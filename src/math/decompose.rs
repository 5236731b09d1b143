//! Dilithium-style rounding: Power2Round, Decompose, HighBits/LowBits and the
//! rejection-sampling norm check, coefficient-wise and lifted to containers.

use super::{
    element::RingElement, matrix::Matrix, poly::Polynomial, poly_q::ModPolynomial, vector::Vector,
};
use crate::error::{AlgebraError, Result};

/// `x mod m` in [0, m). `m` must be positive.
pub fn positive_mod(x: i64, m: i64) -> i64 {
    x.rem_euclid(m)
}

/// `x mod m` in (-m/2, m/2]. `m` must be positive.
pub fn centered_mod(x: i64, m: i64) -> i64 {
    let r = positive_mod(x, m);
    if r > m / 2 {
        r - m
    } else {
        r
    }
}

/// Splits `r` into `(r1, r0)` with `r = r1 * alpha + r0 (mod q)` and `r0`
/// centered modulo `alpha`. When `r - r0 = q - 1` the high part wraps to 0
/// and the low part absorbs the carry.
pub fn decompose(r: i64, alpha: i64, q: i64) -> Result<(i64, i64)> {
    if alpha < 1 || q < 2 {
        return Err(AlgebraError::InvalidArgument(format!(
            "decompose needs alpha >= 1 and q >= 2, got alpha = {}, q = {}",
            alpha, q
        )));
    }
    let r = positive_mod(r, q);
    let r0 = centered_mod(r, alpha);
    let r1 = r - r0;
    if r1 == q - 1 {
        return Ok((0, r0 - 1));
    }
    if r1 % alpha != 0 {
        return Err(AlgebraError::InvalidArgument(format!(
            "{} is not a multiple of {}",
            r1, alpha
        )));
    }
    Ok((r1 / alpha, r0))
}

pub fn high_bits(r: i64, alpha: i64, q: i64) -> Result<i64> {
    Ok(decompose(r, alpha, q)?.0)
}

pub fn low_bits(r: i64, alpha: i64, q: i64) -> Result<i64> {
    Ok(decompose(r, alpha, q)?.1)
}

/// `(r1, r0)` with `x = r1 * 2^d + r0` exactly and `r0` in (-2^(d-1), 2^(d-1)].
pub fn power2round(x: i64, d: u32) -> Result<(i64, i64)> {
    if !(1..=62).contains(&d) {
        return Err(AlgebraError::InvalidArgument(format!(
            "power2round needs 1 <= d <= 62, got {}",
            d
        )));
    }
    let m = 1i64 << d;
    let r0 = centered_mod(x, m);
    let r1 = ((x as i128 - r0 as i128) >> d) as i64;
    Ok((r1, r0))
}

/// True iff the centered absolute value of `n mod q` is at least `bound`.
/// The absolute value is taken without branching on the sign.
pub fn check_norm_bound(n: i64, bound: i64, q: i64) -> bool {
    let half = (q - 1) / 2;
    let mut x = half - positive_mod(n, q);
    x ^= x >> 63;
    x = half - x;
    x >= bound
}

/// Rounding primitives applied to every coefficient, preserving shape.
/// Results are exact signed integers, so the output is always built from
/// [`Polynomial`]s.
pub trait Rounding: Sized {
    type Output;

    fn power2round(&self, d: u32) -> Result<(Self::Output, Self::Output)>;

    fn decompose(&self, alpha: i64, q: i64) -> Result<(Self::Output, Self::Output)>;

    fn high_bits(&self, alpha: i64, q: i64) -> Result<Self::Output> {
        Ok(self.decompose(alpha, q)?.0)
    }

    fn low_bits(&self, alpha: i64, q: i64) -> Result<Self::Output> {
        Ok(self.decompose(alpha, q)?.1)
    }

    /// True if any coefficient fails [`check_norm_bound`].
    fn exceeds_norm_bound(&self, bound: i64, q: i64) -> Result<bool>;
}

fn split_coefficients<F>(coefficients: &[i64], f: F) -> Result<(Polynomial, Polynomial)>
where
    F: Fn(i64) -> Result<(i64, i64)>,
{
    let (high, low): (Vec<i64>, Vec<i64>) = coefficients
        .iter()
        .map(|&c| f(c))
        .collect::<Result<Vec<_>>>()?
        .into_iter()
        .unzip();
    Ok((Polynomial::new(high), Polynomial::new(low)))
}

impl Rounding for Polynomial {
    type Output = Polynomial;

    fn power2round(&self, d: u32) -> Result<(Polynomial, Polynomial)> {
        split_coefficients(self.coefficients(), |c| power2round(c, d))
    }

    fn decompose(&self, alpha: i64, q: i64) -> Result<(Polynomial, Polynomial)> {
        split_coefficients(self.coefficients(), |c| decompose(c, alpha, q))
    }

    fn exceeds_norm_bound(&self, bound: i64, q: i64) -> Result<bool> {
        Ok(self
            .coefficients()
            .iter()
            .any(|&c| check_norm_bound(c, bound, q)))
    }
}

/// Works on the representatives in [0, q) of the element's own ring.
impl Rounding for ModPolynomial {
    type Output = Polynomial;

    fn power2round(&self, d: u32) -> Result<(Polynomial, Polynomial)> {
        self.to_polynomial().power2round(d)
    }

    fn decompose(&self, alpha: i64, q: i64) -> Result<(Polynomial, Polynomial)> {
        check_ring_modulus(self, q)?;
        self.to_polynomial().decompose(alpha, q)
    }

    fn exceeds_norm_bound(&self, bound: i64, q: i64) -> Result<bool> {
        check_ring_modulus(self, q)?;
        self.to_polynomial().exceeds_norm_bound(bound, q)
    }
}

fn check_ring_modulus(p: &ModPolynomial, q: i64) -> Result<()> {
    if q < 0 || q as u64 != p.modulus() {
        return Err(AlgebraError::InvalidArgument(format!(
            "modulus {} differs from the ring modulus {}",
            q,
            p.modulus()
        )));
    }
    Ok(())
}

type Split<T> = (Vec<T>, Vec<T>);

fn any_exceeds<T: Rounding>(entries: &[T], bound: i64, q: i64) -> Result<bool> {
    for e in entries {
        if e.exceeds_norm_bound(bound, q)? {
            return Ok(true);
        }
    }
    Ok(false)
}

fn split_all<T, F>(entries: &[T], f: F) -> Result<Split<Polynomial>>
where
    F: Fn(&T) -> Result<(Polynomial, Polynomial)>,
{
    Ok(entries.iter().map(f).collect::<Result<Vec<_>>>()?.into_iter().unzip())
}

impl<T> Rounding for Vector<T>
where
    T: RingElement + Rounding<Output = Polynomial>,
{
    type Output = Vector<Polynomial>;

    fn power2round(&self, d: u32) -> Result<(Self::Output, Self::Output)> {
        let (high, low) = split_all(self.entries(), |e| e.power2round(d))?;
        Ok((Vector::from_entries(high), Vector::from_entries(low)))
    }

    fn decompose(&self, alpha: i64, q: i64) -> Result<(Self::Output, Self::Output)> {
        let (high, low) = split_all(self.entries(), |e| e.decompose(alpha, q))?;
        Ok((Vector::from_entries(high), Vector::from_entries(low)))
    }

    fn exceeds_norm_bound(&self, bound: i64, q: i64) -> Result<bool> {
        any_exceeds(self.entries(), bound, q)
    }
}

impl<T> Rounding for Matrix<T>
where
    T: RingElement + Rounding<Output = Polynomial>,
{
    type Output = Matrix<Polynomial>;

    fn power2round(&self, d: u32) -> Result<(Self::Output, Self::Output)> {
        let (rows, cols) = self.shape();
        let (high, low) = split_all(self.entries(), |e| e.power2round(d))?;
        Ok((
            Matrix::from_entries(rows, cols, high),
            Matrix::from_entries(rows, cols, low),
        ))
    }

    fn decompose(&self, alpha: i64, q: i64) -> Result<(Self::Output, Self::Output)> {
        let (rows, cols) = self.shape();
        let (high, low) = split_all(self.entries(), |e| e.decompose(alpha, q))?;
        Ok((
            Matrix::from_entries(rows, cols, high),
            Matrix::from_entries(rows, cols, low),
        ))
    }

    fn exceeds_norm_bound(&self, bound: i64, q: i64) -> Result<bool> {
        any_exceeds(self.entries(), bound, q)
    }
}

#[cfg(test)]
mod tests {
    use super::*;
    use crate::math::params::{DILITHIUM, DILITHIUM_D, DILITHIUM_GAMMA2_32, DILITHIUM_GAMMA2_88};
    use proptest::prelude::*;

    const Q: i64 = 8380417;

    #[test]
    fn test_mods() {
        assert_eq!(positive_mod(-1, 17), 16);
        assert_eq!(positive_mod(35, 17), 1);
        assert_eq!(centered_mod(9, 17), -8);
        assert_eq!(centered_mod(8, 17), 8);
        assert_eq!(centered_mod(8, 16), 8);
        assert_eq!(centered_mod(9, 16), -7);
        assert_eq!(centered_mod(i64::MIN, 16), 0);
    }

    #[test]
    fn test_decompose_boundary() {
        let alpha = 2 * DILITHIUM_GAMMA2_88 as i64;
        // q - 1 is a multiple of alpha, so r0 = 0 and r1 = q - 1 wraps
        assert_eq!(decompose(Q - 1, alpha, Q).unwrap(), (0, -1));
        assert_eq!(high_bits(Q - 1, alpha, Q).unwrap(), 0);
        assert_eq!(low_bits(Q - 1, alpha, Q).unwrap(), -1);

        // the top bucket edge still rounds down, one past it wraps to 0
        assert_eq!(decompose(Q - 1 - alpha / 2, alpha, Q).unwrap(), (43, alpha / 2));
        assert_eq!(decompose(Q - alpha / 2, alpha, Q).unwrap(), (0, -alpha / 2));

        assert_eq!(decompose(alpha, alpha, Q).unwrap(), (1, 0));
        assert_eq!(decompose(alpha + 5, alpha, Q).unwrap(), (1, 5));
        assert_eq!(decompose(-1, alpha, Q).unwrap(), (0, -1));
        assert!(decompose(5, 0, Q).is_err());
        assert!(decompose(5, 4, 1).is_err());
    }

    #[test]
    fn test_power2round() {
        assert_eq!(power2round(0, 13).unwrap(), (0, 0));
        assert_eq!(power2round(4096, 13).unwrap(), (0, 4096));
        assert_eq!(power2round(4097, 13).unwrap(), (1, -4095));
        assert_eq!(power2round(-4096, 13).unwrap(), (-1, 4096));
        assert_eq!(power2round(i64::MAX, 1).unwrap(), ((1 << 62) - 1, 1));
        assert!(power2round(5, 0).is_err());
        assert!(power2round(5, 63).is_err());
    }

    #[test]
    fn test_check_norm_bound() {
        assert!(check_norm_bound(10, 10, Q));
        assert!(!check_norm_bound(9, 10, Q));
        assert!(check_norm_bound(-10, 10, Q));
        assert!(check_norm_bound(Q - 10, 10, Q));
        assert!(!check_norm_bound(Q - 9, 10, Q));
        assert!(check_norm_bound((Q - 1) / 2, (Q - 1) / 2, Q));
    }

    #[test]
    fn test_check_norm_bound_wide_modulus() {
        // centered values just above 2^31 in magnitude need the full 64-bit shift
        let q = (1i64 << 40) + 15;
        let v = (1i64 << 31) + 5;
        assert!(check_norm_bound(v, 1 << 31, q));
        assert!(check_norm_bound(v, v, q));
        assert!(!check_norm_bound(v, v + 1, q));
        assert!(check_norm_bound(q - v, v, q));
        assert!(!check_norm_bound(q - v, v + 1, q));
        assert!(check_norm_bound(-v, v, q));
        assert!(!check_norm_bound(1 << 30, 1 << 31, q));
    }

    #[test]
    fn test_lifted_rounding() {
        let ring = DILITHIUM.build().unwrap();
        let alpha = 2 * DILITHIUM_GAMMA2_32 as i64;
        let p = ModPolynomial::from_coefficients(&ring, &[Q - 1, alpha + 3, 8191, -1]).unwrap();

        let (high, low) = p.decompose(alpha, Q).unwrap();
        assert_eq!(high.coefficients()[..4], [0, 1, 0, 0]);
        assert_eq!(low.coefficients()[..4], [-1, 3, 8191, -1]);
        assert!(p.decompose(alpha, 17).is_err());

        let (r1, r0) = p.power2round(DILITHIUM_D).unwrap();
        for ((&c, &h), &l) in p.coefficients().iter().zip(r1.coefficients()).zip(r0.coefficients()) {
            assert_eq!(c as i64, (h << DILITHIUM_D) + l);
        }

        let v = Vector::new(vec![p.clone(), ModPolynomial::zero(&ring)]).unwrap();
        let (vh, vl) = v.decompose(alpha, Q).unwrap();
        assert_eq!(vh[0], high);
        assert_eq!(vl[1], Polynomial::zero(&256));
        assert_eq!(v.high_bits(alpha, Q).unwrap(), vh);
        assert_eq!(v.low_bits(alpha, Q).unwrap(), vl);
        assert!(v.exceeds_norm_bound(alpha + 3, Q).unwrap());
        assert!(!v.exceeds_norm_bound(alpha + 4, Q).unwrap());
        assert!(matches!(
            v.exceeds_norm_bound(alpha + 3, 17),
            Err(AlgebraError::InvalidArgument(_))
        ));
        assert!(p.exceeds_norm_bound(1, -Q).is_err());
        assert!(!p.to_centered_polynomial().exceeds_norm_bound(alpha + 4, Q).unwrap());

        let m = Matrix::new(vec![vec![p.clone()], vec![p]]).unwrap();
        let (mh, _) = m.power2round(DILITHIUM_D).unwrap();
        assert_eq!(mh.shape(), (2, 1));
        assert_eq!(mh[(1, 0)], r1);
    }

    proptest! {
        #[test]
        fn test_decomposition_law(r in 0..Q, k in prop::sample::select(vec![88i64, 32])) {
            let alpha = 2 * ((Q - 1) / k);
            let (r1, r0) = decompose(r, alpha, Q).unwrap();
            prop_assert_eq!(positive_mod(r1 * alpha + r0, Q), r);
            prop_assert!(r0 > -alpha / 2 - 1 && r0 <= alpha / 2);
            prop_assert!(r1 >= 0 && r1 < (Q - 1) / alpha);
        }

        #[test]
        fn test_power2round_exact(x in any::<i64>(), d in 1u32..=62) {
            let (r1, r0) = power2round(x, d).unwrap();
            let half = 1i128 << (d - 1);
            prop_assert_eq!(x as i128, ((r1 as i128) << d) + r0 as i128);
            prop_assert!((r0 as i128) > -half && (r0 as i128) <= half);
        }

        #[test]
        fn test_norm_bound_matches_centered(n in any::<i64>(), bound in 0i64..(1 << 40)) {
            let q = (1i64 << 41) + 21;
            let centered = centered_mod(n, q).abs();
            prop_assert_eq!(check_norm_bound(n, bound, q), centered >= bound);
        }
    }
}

^^^^^^^^

Your instructions: Beginning with the line holding "assert_eq!(power2round(4097, 13).unwrap(), (1, -4095));" and ending with the line holding "assert!(!check_norm_bound(Q - 9, 10, Q));", write out the stretch of material above exactly; add no further lines.

Expected answer:
        assert_eq!(power2round(4097, 13).unwrap(), (1, -4095));
        assert_eq!(power2round(-4096, 13).unwrap(), (-1, 4096));
        assert_eq!(power2round(i64::MAX, 1).unwrap(), ((1 << 62) - 1, 1));
        assert!(power2round(5, 0).is_err());
        assert!(power2round(5, 63).is_err());
    }

    #[test]
    fn test_check_norm_bound() {
        assert!(check_norm_bound(10, 10, Q));
        assert!(!check_norm_bound(9, 10, Q));
        assert!(check_norm_bound(-10, 10, Q));
        assert!(check_norm_bound(Q - 10, 10, Q));
        assert!(!check_norm_bound(Q - 9, 10, Q));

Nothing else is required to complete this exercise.